A terminar o ano e a
semana da Oitava do Natal eis que a Liturgia da Palavra nos oferece uma vez
mais o prólogo do Evangelho de São João.
Texto elaborado,
composto com muito cuidado, no qual palavras como trevas, glória, luz, Verbo
nos deixam perplexos pela abstracção, pela dificuldade de conjugação de todas
as realidades entre si. Quanta aridez experimentada ao ler este texto que nos
introduz na narração da vida de Jesus segundo a experiência do Apóstolo João.
E no entanto, bem lá
no meio da aridez uma pérola perdida, um pequeno oásis, que nos dá a luz para
compreender, que se faz chave de leitura de todo o texto: “o Verbo fez-se carne
e habitou entre nós!”
Tudo se explica,
porque afinal compreendemos que Deus estabeleceu entre nós a sua tenda, fez-se
um de nós, assumiu a nossa carne com tudo o que ela tem de limitações e
finitude. O Verbo, o Cristo, assume a nossa condição humana com tudo o que ela
comporta de precário e instável.
Deus, por Jesus
Cristo, vem ao nosso encontro, coloca-se a caminhar connosco atravessando vales
e desertos, perspectivando verdes campos de paz e de realização, iluminando as
sombras e trevas da nossa existência.
E tudo se faz na
radicalidade da nossa condição, da nossa carne, desmentindo qualquer pretensão
de ilusão etérea, de realidade virtual. João viu a glória de Jesus, uma glória
expressa de modo total, brutal até, na carne suspensa na cruz. Era o corpo entregue
para que o pudéssemos verdadeiramente receber.
Não foi um equívoco,
foi bem real a experiência e as suas consequências, porque a glória é o amor, é
a descida até ao abismo, deixar-se fazer tudo para consigo levar tudo.
No princípio era o
Verbo e o Verbo fez-se carne para que a nossa carne possa ser Verbo, possa experimentar
a glória na sua condição limitada e frágil.
Face a esta
transformação que alegria ser humano, constituído desta carne que o nosso Deus
assumiu, e por meio dela experimentar o amor de Deus e viver a glória divina.
Deste-me um corpo
Senhor, porque não queres sacrifícios nem holocaustos, mas apenas que este
corpo seja habitação tua, manifestação da tua glória.
Caro Frei José Carlos,
ResponderEliminarA necessidade de contar o tempo e gerir as actividades económico-sociais levou o homem à construção de calendários que na actualidade são formados por elementos resultantes de estudos astronómicos e de convenções culturais. Como nos diz o poeta Carlos Drummond de Andrade, o ser humano ao dividir o tempo em doze meses, pensou que os acontecimentos podem alterar-se, ...“o milagre da renovação e tudo começa outra vez, com outro número e outra vontade de acreditar que daqui pra diante vai ser diferente”. …

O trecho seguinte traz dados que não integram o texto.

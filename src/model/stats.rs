use serde::{Deserialize, Serialize};

use super::RatingRecord;

/// Running statistics for one bar, keyed by name.
///
/// Each metric holds a true mean of every score folded in so far, updated
/// incrementally from the previous mean and the count. `average_rating` is
/// always the mean of the three metric means, recomputed after they change.
#[derive(Debug, Clone, PartialEq, Deserialize, Serialize)]
pub struct BarStats {
    pub bar: String,
    pub margarita_rating: f64,
    pub price_rating: f64,
    pub atmosphere_rating: f64,
    pub average_rating: f64,
    pub rating_count: u64,
}

impl BarStats {
    /// Open a row from the first submission for a bar.
    pub fn first(record: &RatingRecord) -> Self {
        Self {
            bar: record.bar.clone(),
            margarita_rating: record.margarita_rating,
            price_rating: record.price_rating,
            atmosphere_rating: record.atmosphere_rating,
            average_rating: mean_of_three(
                record.margarita_rating,
                record.price_rating,
                record.atmosphere_rating,
            ),
            rating_count: 1,
        }
    }

    /// Fold one more submission into the running means.
    ///
    /// The three metric means are updated first, then `average_rating` is
    /// recomputed from the updated means. The order matters: the overall
    /// average is derived, never tracked as a fourth running mean.
    pub fn fold(&mut self, record: &RatingRecord) {
        let count = self.rating_count as f64;

        self.margarita_rating = shift_mean(self.margarita_rating, count, record.margarita_rating);
        self.price_rating = shift_mean(self.price_rating, count, record.price_rating);
        self.atmosphere_rating =
            shift_mean(self.atmosphere_rating, count, record.atmosphere_rating);

        self.rating_count += 1;
        self.average_rating = mean_of_three(
            self.margarita_rating,
            self.price_rating,
            self.atmosphere_rating,
        );
    }
}

fn shift_mean(mean: f64, count: f64, value: f64) -> f64 {
    (mean * count + value) / (count + 1.0)
}

fn mean_of_three(first: f64, second: f64, third: f64) -> f64 {
    (first + second + third) / 3.0
}
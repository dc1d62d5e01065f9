use snafu::{Location, Snafu};
use tracing::instrument;

use crate::config::{Config, StoreKind};
use crate::model::{BarStats, RatingRecord};

pub use memory::MemoryStore;
pub use remote::RemoteStore;

mod memory;
mod remote;

pub type Result<T, E = StoreError> = std::result::Result<T, E>;

#[derive(Debug, Snafu)]
#[snafu(visibility(pub(crate)))]
pub enum StoreError {
    #[snafu(display("cannot connect to the rating store at `{endpoint}`: {source}"))]
    Connection {
        endpoint: String,
        source: surrealdb::Error,
        #[snafu(implicit)]
        location: Location,
    },

    #[snafu(display("rating store unavailable: {source}"))]
    BackendUnavailable {
        source: surrealdb::Error,
        #[snafu(implicit)]
        location: Location,
    },

    #[snafu(display("rating store returned no rows for bar `{bar}`"))]
    EmptyQuery {
        bar: String,
        #[snafu(implicit)]
        location: Location,
    },
}

/// The authoritative per-bar statistics table behind one apply/snapshot
/// contract.
///
/// Exactly one backend is live per deployment, picked by configuration: the
/// in-process table, or the append-only row store that keeps raw submissions
/// and leaves the grouping to us.
#[derive(Debug, Clone)]
pub enum Store {
    Memory(MemoryStore),
    Remote(RemoteStore),
}

impl Store {
    /// Fold a validated submission into the bar's running statistics and
    /// return the resulting row.
    ///
    /// A failed apply never leaves a partial row behind; the previously
    /// committed state stays visible.
    #[instrument(skip(self))]
    pub async fn apply(&self, record: &RatingRecord) -> Result<BarStats> {
        match self {
            Store::Memory(store) => Ok(store.apply(record)),
            Store::Remote(store) => store.apply(record).await,
        }
    }

    /// A consistent point-in-time copy of every bar's statistics.
    ///
    /// Row order is not meaningful; callers sort for presentation.
    #[instrument(skip(self))]
    pub async fn snapshot(&self) -> Result<Vec<BarStats>> {
        match self {
            Store::Memory(store) => Ok(store.snapshot()),
            Store::Remote(store) => store.snapshot().await,
        }
    }
}

pub async fn connect(config: &Config) -> Result<Store> {
    match config.store_backend {
        StoreKind::Memory => {
            tracing::info!("using the in-memory rating store");
            Ok(Store::Memory(MemoryStore::default()))
        }
        StoreKind::Remote => {
            tracing::info!(endpoint = %config.surreal.endpoint, "using the remote rating store");
            let store = RemoteStore::connect(&config.surreal).await?;
            Ok(Store::Remote(store))
        }
    }
}
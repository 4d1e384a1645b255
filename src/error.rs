//! Error types for phase-stepper.
//!
//! Provides unified error handling across configuration, motor hardware, and motion commands.

use core::fmt;

/// Result type alias using the library's Error type.
pub type Result<T> = core::result::Result<T, Error>;

/// Unified error type for all phase-stepper operations.
#[derive(Debug, Clone, PartialEq)]
pub enum Error {
    /// Configuration parsing or validation error
    Config(ConfigError),
    /// Hardware collaborator error
    Motor(MotorError),
    /// Rejected motion command
    Motion(MotionError),
}

/// Configuration-related errors.
#[derive(Debug, Clone, PartialEq)]
pub enum ConfigError {
    /// Failed to parse TOML configuration
    ParseError(heapless::String<128>),
    /// Motor name not found in configuration
    MotorNotFound(heapless::String<32>),
    /// Step period must be greater than zero
    InvalidStepPeriod(u32),
    /// Steps per revolution must be greater than zero
    InvalidStepsPerRevolution(u32),
    /// Wait poll interval must be greater than zero
    InvalidWaitPoll(u32),
    /// A phase table needs at least one phase vector
    EmptyPhaseTable,
    /// A required builder component was not supplied
    MissingComponent(&'static str),
    /// File I/O error (std only)
    #[cfg(feature = "std")]
    IoError(heapless::String<128>),
}

/// Hardware collaborator errors.
#[derive(Debug, Clone, PartialEq)]
pub enum MotorError {
    /// Output pin operation failed
    PinError,
    /// Periodic timer could not be armed or cancelled
    TimerError,
}

/// Motion command errors.
///
/// All of these are detected before any state is touched, so the motor
/// stays usable and the command can be retried with corrected input.
#[derive(Debug, Clone, PartialEq)]
pub enum MotionError {
    /// Direction was not exactly +1 or -1
    InvalidDirection(i32),
    /// Target outside `[0, max]`
    InvalidTarget {
        /// Requested target in steps
        target: i64,
        /// Steps per revolution of the motor
        max: u32,
    },
    /// Angle outside `[0, 360]`
    InvalidAngle(f32),
    /// A motion is already in progress
    AlreadyRunning,
}

impl fmt::Display for Error {
    fn fmt(&self, f: &mut fmt::Formatter<'_>) -> fmt::Result {
        match self {
            Error::Config(e) => write!(f, "Configuration error: {}", e),
            Error::Motor(e) => write!(f, "Motor error: {}", e),
            Error::Motion(e) => write!(f, "Motion error: {}", e),
        }
    }
}

impl fmt::Display for ConfigError {
    fn fmt(&self, f: &mut fmt::Formatter<'_>) -> fmt::Result {
        match self {
            ConfigError::ParseError(msg) => write!(f, "Parse error: {}", msg),
            ConfigError::MotorNotFound(name) => write!(f, "Motor '{}' not found", name),
            ConfigError::InvalidStepPeriod(v) => {
                write!(f, "Invalid step period: {} ms. Must be > 0", v)
            }
            ConfigError::InvalidStepsPerRevolution(v) => {
                write!(f, "Invalid steps per revolution: {}. Must be > 0", v)
            }
            ConfigError::InvalidWaitPoll(v) => {
                write!(f, "Invalid wait poll interval: {} us. Must be > 0", v)
            }
            ConfigError::EmptyPhaseTable => write!(f, "Phase table must not be empty"),
            ConfigError::MissingComponent(what) => write!(f, "{} is required", what),
            #[cfg(feature = "std")]
            ConfigError::IoError(msg) => write!(f, "I/O error: {}", msg),
        }
    }
}

impl fmt::Display for MotorError {
    fn fmt(&self, f: &mut fmt::Formatter<'_>) -> fmt::Result {
        match self {
            MotorError::PinError => write!(f, "GPIO pin operation failed"),
            MotorError::TimerError => write!(f, "Periodic timer operation failed"),
        }
    }
}

impl fmt::Display for MotionError {
    fn fmt(&self, f: &mut fmt::Formatter<'_>) -> fmt::Result {
        match self {
            MotionError::InvalidDirection(d) => {
                write!(f, "Invalid direction {}. Must be 1 or -1", d)
            }
            MotionError::InvalidTarget { target, max } => {
                write!(f, "Target {} outside [0, {}]", target, max)
            }
            MotionError::InvalidAngle(a) => write!(f, "Angle {} outside [0, 360]", a),
            MotionError::AlreadyRunning => write!(f, "Motor is already running"),
        }
    }
}

// Conversion impls
impl From<ConfigError> for Error {
    fn from(e: ConfigError) -> Self {
        Error::Config(e)
    }
}

impl From<MotorError> for Error {
    fn from(e: MotorError) -> Self {
        Error::Motor(e)
    }
}

impl From<MotionError> for Error {
    fn from(e: MotionError) -> Self {
        Error::Motion(e)
    }
}

#[cfg(feature = "std")]
impl std::error::Error for Error {}

#[cfg(feature = "std")]
impl std::error::Error for ConfigError {}

#[cfg(feature = "std")]
impl std::error::Error for MotorError {}

#[cfg(feature = "std")]
impl std::error::Error for MotionError {}
//! Unit test harness for phase-stepper.
//!
//! This module organizes tests for the configuration surface.

mod config_parsing;
mod config_validation;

Não nos podemos surpreender que a liturgia proposta para este dia ignore esta realidade. O prólogo do Evangelho segundo S. João fala-nos de um princípio sem data, abstraindo do tempo, da chegada da verdadeira luz que ilumina cada ser humano ao longo da nossa existência e como Frei José Carlos nos diz …”E no entanto, bem lá no meio da aridez uma pérola perdida, um pequeno oásis, que nos dá a luz para compreender, que se faz chave de leitura de todo o texto: “o Verbo fez-se carne e habitou entre nós!”(…)
(...) E tudo se faz na radicalidade da nossa condição, da nossa carne, desmentindo qualquer pretensão de ilusão etérea, de realidade virtual.”…
Grata, Frei José Carlos, pela partilha da Meditação que teceu, por ajudar-nos a compreender um mistério que nos leva a interrogar-nos sobre a nossa condição humana, pela coragem e confiança que nos transmite ao salientar-nos que …”Deus, por Jesus Cristo, vem ao nosso encontro, coloca-se a caminhar connosco atravessando vales e desertos, perspectivando verdes campos de paz e de realização, iluminando as sombras e trevas da nossa existência.” Bem-haja.
Que o Senhor o ilumine, o abençoe e o proteja.